Solar Parts-Maker Accepts Delisting After Four-Year Suspension in Hong Kong
Four years after its shares were suspended, Hanergy Thin Film Power Group Ltd., the Chinese solar power equipment-maker tied to a prominent Chinese billionaire has finally accepted that its name will be erased from the Hong Kong bourse.
Hanergy Thin Film was officially delisted there at 9 a.m. Tuesday, the company said in a statement. That’s in line with its announcement last month that it would go private.
Shares in Hanergy were suspended in 2015 following an abrupt stock plunge in May that year that triggered an investigation by securities regulators.

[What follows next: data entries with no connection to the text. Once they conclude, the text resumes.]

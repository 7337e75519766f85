//! Native plots fetch for the CLI
//!
//! Uses reqwest on the caller's tokio runtime.

use tracing::{info, warn};

use crate::core::{parse_plots, FetchError, PlotDescriptor};

impl From<reqwest::Error> for FetchError {
    fn from(e: reqwest::Error) -> Self {
        FetchError::Network(e.to_string())
    }
}

/// GET the plots endpoint and decode the body
pub async fn fetch_plots(url: &str) -> Result<Vec<PlotDescriptor>, FetchError> {
    info!(url, "Fetching plots");

    let response = reqwest::get(url).await?;
    let status = response.status();
    if !status.is_success() {
        warn!(status = status.as_u16(), "Plots endpoint returned an error status");
        return Err(FetchError::Status(status.as_u16()));
    }

    let body = response.text().await?;
    parse_plots(&body)
}
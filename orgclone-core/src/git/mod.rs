//! Git operations for orgclone
//!
//! This module provides cloning through the git executable and
//! repository detection for destinations that already exist.

mod clone;
mod repo;

pub use clone::{CloneFailure, CloneOutcome, Cloner, SSH_AUTH_HINT};
pub use repo::is_git_repo;
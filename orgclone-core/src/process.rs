//! Child process launching with an explicit environment overlay and timeout

use std::collections::BTreeMap;
use std::ffi::OsString;
use std::path::PathBuf;
use std::process::Stdio;
use std::time::Duration;

use async_trait::async_trait;
use thiserror::Error;
use tokio::process::Command;
use tracing::debug;

/// Everything needed to start one child process
#[derive(Debug, Clone, PartialEq, Eq)]
pub struct LaunchSpec {
    /// Program to execute (looked up in PATH when not absolute)
    pub program: String,
    /// Arguments passed to the program
    pub args: Vec<OsString>,
    /// Working directory, inherited when unset
    pub current_dir: Option<PathBuf>,
    /// Variables added to the inherited environment
    pub env: BTreeMap<String, String>,
    /// Upper bound on the run time
    pub timeout: Duration,
}

impl LaunchSpec {
    /// Create a spec for `program` with no arguments
    pub fn new(program: impl Into<String>, timeout: Duration) -> Self {
        Self {
            program: program.into(),
            args: Vec::new(),
            current_dir: None,
            env: BTreeMap::new(),
            timeout,
        }
    }

    /// Append an argument
    pub fn arg(mut self, arg: impl Into<OsString>) -> Self {
        self.args.push(arg.into());
        self
    }

    /// Set the working directory
    pub fn current_dir(mut self, dir: impl Into<PathBuf>) -> Self {
        self.current_dir = Some(dir.into());
        self
    }

    /// Add an environment variable for the child only
    pub fn env(mut self, key: impl Into<String>, value: impl Into<String>) -> Self {
        self.env.insert(key.into(), value.into());
        self
    }
}

/// Captured result of a finished child process
#[derive(Debug, Clone, Default, PartialEq, Eq)]
pub struct ProcessOutput {
    /// Exit code, `None` when terminated by a signal
    pub code: Option<i32>,
    /// Captured standard output
    pub stdout: String,
    /// Captured standard error
    pub stderr: String,
}

impl ProcessOutput {
    /// Whether the process exited with status 0
    pub fn success(&self) -> bool {
        self.code == Some(0)
    }
}

/// Reasons a child process produced no exit status
#[derive(Error, Debug)]
pub enum LaunchError {
    /// The executable could not be found
    #[error("executable not found: {program}")]
    NotFound {
        /// Program that was requested
        program: String,
    },

    /// The process ran past its timeout and was killed
    #[error("timed out after {0:?}")]
    TimedOut(Duration),

    /// Any other spawn or wait failure
    #[error("IO error: {0}")]
    Io(#[from] std::io::Error),
}

/// Runs child processes described by a [`LaunchSpec`]
#[async_trait]
pub trait ProcessRunner: Send + Sync {
    /// Run the process to completion and capture its output
    async fn run(&self, spec: &LaunchSpec) -> Result<ProcessOutput, LaunchError>;
}

/// [`ProcessRunner`] backed by `tokio::process`
#[derive(Debug, Default, Clone, Copy)]
pub struct TokioRunner;

impl TokioRunner {
    /// Create a new runner
    pub fn new() -> Self {
        Self
    }
}

#[async_trait]
impl ProcessRunner for TokioRunner {
    async fn run(&self, spec: &LaunchSpec) -> Result<ProcessOutput, LaunchError> {
        debug!(program = %spec.program, args = ?spec.args, timeout = ?spec.timeout, "Launching process");

        let mut cmd = Command::new(&spec.program);
        cmd.args(&spec.args)
            .envs(&spec.env)
            .stdin(Stdio::null())
            .stdout(Stdio::piped())
            .stderr(Stdio::piped())
            .kill_on_drop(true);

        if let Some(ref dir) = spec.current_dir {
            cmd.current_dir(dir);
        }

        let child = cmd.spawn().map_err(|e| {
            if e.kind() == std::io::ErrorKind::NotFound {
                LaunchError::NotFound {
                    program: spec.program.clone(),
                }
            } else {
                LaunchError::Io(e)
            }
        })?;

        // Dropping the future on timeout kills the child via kill_on_drop
        let output = tokio::time::timeout(spec.timeout, child.wait_with_output())
            .await
            .map_err(|_| LaunchError::TimedOut(spec.timeout))??;

        Ok(ProcessOutput {
            code: output.status.code(),
            stdout: String::from_utf8_lossy(&output.stdout).into_owned(),
            stderr: String::from_utf8_lossy(&output.stderr).into_owned(),
        })
    }
}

The delisting came after the company failed to meet regulators’ conditions in seeking a resumption of trade. It was unable to come up with an acceptable resumption plan, Caixin learned from a source with knowledge of the firm, in part due to its failure to present an independently audited financial report. The company’s opaque ownership structure has also been of major concern, sources said. Hanergy Thin Film is still controlled by founder Li Hejun, who owns an 80% stake in the company, according to the sources.
Floated in Hong Kong through a back-door listing program in 2013, Hanergy Thin Film has undergone a roller coaster rise and fall over the past few years. The company saw its shares skyrocket in the two years before the crash, rising tenfold between 2013 and early 2015.
But then on May 20, 2015, a massive sell-off wiped out nearly half of the company’s market value within the first 70 minutes of trading amid concerns of stock manipulation and worries that Hanergy would be unable to pay off its debts. Li was the Chinese mainland’s wealthiest man before he lost about $14 billion of his personal fortune in the debacle.
Still, after the privatization, Hanergy Thin Film has said it would seek a listing on the mainland.
Shares belonging to existing shareholders will be temporarily transferred to shares of a British Virgin Islands-based unit of parent Hanergy Holding Group Ltd.
Another affiliate of the parent company would seek to float on the mainland and then buy shares from that British Virgin Islands-based unit, the company said last month.